───── ENTRIES PROVIDED

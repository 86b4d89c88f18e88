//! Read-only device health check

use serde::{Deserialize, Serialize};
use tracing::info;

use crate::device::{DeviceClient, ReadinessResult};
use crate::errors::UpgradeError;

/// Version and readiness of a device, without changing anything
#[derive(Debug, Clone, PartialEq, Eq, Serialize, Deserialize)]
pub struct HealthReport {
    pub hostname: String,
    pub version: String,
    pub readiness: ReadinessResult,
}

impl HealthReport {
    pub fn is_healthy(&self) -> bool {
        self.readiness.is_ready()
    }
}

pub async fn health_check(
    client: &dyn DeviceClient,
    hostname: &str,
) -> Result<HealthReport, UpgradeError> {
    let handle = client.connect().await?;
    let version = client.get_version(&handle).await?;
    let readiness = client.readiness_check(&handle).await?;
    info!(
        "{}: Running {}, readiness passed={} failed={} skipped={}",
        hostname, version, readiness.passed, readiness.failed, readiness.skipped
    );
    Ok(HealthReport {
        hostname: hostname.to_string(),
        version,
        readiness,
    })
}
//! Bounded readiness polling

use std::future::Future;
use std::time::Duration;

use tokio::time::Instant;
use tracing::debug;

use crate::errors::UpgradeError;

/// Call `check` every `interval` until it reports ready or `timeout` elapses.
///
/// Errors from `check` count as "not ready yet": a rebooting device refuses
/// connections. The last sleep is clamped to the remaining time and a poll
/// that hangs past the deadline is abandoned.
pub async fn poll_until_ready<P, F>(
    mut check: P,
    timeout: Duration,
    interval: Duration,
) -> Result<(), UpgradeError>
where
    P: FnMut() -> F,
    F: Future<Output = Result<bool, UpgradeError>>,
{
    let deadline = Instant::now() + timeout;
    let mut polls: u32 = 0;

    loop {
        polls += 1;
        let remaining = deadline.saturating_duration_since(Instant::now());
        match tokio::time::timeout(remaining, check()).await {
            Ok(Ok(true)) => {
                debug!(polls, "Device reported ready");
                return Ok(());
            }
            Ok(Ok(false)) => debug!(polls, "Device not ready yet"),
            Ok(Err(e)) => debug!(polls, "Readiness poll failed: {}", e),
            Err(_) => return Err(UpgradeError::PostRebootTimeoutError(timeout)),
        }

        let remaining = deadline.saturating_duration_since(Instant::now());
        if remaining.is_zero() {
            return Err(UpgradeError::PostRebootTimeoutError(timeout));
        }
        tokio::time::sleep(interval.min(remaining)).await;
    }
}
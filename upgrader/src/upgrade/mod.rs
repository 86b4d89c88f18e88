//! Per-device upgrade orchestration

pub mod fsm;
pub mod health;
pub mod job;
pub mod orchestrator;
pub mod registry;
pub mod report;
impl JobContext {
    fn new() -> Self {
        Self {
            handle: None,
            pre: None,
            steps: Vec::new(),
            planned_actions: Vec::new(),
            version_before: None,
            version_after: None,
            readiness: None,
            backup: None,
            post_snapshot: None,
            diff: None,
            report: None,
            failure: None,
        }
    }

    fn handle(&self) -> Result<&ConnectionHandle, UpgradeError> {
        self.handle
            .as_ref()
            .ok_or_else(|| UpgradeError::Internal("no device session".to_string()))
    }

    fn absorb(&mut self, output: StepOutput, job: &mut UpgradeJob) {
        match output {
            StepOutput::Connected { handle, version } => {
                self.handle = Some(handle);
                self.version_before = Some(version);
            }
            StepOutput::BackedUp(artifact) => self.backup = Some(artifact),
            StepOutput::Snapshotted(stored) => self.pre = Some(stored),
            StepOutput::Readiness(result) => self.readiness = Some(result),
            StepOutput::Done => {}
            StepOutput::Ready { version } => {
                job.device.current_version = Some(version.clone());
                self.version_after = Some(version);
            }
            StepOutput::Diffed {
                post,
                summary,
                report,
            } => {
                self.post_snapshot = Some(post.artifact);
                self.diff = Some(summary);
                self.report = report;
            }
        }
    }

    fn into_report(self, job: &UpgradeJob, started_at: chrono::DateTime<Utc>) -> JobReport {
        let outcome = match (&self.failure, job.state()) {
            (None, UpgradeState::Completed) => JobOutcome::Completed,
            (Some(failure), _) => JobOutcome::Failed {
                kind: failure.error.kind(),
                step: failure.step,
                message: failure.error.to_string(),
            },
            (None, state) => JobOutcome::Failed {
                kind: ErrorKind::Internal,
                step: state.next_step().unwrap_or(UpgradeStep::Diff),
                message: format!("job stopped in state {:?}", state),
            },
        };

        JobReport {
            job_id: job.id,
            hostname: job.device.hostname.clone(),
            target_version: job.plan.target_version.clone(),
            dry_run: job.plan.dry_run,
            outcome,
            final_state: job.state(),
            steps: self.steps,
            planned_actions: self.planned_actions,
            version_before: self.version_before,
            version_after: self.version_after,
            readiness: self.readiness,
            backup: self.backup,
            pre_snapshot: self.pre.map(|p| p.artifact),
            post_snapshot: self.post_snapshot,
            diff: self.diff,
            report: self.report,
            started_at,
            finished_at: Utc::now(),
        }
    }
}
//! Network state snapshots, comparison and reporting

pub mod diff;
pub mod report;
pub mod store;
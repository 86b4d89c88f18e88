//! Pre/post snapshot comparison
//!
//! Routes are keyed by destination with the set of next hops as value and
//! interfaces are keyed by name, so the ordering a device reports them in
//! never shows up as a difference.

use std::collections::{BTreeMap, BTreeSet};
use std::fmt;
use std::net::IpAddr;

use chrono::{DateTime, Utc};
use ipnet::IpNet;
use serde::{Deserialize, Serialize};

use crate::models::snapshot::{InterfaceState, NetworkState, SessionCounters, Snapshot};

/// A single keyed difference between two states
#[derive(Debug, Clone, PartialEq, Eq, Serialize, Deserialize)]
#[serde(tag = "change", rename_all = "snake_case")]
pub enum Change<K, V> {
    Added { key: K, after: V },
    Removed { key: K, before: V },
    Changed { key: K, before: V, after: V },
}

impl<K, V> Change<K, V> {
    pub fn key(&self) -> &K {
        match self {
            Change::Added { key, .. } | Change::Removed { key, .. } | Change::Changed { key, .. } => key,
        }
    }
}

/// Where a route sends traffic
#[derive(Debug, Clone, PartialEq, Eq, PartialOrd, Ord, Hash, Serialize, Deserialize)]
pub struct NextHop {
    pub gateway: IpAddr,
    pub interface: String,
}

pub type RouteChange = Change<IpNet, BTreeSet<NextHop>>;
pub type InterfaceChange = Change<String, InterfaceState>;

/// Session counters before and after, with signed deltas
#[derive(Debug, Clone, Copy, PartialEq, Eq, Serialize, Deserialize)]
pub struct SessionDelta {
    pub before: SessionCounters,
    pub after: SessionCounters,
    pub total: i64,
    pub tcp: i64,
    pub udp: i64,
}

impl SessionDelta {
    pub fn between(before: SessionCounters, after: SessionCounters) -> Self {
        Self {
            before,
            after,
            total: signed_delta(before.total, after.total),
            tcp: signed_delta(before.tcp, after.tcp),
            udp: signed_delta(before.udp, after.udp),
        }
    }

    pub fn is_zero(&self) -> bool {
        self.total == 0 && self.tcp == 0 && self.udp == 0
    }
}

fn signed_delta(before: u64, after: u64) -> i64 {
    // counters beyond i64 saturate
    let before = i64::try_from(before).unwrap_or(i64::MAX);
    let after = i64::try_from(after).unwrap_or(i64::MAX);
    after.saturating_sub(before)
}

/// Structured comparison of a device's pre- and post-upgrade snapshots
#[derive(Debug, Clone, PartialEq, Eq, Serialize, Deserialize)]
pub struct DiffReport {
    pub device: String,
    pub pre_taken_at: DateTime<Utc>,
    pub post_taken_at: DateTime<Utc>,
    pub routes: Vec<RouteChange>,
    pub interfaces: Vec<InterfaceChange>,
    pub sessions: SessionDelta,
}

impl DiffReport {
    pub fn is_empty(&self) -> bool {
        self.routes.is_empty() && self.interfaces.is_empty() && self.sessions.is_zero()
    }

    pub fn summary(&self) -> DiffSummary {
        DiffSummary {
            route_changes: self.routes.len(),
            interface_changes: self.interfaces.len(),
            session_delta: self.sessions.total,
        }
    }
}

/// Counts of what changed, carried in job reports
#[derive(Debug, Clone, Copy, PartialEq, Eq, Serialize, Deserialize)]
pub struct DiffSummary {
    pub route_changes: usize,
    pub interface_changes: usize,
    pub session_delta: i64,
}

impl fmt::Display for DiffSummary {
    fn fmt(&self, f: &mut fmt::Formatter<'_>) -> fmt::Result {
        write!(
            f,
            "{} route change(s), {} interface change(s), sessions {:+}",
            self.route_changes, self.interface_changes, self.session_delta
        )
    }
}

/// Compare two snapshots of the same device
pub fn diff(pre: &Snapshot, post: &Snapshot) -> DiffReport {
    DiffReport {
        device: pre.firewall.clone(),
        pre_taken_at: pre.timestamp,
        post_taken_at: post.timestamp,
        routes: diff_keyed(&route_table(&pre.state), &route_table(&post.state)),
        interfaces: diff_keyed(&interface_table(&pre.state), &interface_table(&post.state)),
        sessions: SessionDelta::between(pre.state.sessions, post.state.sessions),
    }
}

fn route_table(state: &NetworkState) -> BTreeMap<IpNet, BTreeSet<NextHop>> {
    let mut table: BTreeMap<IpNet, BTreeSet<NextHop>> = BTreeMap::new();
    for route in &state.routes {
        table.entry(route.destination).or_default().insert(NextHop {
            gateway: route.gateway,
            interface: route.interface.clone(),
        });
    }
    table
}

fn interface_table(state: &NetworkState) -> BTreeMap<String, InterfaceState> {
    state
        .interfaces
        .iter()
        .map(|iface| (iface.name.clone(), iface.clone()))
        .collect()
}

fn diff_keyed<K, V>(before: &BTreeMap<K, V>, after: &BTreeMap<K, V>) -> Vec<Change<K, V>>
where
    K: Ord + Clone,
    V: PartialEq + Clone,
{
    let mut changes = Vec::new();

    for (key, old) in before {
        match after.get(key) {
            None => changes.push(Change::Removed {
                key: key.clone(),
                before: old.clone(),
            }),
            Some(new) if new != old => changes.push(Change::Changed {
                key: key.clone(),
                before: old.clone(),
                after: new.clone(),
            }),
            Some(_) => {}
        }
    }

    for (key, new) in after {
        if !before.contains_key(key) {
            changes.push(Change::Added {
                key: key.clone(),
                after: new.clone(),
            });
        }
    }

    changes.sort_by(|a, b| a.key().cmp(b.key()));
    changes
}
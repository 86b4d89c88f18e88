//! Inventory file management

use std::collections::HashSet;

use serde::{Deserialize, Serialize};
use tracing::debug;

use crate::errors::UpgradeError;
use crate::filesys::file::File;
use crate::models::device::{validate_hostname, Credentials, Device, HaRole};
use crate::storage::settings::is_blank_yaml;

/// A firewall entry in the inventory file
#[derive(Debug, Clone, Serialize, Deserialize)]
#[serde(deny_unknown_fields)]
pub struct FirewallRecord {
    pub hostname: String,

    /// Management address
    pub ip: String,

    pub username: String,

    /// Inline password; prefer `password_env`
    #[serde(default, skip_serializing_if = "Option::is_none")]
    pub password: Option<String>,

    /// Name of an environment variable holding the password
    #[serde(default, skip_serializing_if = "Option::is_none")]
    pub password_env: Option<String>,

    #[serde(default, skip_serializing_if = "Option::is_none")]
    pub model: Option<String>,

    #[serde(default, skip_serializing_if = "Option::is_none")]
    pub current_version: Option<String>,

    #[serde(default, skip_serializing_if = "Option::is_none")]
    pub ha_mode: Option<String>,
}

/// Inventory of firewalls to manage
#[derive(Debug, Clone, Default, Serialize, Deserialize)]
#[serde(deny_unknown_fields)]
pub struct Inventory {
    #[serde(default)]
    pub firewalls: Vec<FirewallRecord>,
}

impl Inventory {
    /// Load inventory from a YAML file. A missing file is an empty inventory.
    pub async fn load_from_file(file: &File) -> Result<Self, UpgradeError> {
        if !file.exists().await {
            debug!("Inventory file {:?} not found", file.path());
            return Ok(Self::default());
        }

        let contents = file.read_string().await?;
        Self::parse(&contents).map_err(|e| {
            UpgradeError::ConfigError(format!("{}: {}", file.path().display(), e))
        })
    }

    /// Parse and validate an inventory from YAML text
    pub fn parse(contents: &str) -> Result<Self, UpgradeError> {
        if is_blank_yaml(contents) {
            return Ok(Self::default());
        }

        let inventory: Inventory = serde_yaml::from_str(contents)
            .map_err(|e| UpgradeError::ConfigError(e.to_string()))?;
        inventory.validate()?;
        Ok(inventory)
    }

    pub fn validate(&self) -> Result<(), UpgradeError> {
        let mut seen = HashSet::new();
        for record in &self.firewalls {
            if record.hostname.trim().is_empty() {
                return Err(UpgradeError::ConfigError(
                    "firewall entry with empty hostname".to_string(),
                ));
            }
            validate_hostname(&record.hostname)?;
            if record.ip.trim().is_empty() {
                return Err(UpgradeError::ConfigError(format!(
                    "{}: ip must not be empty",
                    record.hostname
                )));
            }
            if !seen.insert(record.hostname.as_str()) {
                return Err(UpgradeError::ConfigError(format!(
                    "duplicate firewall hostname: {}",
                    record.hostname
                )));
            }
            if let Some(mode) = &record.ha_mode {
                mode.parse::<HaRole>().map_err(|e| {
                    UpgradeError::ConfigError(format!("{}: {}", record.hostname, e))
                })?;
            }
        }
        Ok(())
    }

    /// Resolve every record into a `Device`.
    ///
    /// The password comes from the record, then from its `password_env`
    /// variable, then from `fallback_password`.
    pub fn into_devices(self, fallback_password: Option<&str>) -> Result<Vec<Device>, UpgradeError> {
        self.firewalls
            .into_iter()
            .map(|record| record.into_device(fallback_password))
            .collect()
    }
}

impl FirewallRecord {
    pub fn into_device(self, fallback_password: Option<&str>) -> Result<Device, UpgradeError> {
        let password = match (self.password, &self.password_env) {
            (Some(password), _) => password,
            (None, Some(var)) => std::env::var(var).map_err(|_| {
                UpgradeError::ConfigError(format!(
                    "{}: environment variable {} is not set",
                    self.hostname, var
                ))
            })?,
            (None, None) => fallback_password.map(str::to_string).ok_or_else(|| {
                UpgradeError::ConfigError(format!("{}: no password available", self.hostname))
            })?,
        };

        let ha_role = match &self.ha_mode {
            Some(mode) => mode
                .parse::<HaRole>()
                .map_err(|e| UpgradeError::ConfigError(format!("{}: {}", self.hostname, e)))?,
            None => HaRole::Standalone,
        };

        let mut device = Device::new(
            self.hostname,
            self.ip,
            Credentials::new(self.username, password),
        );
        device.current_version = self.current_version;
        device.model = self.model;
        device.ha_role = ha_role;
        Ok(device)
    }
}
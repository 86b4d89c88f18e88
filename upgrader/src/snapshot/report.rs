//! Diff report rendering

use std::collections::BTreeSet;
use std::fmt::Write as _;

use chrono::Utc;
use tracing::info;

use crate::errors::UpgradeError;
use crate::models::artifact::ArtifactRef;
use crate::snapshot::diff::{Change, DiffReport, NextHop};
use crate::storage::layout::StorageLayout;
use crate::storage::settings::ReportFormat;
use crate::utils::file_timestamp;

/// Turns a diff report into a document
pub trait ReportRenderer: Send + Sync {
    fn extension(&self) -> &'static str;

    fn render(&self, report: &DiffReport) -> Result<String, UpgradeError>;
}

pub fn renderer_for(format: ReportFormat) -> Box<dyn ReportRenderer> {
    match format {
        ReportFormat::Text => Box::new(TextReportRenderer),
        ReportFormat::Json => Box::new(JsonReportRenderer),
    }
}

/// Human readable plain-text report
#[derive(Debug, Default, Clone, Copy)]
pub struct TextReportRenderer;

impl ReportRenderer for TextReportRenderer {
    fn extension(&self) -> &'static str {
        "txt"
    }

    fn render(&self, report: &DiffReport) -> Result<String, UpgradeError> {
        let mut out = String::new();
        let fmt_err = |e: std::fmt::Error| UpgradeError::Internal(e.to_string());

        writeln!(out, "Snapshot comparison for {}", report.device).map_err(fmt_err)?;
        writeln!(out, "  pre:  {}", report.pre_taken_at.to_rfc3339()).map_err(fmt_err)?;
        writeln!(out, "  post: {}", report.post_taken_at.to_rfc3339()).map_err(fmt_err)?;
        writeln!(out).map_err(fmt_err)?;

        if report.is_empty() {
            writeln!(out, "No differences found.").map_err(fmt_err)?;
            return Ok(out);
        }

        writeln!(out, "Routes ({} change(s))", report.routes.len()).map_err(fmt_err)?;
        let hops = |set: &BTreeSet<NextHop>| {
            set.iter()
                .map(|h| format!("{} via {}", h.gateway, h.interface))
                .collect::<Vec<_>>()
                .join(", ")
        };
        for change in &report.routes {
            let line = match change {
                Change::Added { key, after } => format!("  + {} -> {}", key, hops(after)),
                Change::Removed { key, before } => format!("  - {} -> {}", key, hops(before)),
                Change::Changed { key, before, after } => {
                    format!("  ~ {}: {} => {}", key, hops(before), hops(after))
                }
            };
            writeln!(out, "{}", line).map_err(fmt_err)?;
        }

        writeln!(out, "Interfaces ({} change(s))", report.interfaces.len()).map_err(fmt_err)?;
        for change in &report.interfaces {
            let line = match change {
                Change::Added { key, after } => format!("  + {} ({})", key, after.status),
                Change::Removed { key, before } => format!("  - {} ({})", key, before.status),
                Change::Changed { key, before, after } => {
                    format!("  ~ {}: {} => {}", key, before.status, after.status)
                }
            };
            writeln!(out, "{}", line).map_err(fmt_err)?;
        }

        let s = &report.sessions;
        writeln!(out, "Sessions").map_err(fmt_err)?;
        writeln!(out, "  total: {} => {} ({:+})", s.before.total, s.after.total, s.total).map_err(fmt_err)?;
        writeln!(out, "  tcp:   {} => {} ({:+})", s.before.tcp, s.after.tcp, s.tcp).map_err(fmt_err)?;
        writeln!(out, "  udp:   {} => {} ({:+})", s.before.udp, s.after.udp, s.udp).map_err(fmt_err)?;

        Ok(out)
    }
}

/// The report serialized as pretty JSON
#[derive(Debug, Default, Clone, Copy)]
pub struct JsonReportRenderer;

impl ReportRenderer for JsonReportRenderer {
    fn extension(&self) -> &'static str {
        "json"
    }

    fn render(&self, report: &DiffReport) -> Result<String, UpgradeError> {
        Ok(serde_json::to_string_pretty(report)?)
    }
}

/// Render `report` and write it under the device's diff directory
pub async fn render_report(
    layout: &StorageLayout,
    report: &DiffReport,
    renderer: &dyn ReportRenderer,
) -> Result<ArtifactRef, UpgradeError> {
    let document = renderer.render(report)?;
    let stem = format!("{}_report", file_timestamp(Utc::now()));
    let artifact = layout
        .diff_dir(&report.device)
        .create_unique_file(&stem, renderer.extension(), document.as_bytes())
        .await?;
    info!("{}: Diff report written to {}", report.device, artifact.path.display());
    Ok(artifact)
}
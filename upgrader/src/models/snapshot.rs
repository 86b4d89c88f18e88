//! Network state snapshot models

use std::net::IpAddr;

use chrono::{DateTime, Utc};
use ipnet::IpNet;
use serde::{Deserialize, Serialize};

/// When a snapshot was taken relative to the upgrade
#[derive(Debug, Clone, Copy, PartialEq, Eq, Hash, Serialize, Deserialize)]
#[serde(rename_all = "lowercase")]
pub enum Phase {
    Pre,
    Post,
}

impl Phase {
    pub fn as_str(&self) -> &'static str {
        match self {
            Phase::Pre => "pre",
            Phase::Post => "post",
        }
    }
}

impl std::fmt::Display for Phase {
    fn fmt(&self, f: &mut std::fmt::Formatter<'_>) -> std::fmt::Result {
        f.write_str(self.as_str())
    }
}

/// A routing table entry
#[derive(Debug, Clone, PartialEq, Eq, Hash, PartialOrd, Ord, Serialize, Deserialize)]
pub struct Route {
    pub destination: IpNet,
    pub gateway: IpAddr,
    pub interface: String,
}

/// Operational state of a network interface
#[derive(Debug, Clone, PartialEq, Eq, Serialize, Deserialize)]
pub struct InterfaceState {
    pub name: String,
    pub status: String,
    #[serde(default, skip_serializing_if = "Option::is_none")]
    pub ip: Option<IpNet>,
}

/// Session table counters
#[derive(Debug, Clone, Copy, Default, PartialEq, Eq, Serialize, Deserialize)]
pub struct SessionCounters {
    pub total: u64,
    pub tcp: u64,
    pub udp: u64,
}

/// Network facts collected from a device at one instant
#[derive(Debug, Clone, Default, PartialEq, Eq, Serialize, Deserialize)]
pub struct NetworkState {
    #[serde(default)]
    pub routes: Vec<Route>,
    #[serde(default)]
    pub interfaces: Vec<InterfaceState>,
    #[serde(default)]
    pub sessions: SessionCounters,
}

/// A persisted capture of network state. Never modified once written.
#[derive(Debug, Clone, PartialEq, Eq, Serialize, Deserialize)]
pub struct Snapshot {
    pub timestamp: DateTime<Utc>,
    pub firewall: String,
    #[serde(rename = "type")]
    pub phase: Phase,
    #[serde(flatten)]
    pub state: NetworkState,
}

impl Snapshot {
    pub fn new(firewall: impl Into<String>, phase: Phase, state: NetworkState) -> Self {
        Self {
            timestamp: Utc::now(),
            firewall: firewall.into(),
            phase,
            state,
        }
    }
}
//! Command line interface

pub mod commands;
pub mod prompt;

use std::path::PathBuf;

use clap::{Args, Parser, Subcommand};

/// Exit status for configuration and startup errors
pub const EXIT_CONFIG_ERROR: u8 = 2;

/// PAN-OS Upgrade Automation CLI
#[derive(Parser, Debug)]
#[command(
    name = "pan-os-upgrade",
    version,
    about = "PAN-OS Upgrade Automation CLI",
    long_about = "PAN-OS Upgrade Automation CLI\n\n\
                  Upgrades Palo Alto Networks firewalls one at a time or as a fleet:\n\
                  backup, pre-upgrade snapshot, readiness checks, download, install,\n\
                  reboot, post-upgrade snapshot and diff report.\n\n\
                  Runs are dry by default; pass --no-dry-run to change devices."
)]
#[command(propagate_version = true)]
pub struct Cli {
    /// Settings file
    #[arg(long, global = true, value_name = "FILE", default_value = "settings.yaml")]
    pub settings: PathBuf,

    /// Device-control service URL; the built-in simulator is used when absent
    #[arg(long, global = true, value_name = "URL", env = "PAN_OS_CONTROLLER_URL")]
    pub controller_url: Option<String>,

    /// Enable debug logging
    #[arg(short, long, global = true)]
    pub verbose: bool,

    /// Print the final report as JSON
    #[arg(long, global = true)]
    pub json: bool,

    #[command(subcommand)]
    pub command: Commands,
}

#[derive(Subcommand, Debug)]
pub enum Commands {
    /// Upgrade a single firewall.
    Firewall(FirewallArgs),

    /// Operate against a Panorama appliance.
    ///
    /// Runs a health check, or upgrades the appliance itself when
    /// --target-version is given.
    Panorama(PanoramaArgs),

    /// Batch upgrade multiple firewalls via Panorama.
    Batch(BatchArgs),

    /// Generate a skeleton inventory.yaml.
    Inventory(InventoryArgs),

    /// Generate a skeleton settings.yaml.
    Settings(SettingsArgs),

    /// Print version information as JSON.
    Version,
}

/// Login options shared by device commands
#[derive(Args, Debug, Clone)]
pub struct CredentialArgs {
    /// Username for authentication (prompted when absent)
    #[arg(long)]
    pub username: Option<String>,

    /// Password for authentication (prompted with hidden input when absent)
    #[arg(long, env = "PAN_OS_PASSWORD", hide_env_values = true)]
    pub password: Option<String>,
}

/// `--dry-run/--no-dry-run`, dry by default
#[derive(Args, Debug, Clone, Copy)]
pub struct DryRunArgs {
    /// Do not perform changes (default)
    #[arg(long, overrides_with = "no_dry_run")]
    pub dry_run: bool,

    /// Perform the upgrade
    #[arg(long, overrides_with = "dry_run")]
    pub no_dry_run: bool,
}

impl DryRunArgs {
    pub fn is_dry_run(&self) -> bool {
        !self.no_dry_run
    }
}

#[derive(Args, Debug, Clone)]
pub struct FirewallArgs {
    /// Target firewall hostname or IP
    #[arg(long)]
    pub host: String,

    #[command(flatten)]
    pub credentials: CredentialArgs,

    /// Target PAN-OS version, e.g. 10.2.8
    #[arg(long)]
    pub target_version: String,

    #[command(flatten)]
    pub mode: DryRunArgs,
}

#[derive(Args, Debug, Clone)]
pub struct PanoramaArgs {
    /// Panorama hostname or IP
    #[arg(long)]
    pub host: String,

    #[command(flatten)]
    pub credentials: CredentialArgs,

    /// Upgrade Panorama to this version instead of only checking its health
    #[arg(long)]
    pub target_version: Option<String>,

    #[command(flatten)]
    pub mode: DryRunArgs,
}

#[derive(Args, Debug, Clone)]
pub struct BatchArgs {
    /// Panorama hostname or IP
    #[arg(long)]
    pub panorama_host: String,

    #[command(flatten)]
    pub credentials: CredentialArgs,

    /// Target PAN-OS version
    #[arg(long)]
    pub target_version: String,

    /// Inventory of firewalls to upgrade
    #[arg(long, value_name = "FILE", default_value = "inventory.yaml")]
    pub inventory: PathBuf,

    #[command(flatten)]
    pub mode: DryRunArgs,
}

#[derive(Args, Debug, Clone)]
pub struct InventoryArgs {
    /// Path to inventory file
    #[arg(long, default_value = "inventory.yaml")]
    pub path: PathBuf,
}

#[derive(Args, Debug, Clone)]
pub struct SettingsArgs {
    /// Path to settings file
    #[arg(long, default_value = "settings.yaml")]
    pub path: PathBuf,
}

──────────

> WORK ITEM
Check each line of the records above, and copy those that hold the word "ReportFormat".

> ANSWER FOR THIS EXERCISE
use crate::storage::settings::ReportFormat;
pub fn renderer_for(format: ReportFormat) -> Box<dyn ReportRenderer> {
        ReportFormat::Text => Box::new(TextReportRenderer),
        ReportFormat::Json => Box::new(JsonReportRenderer),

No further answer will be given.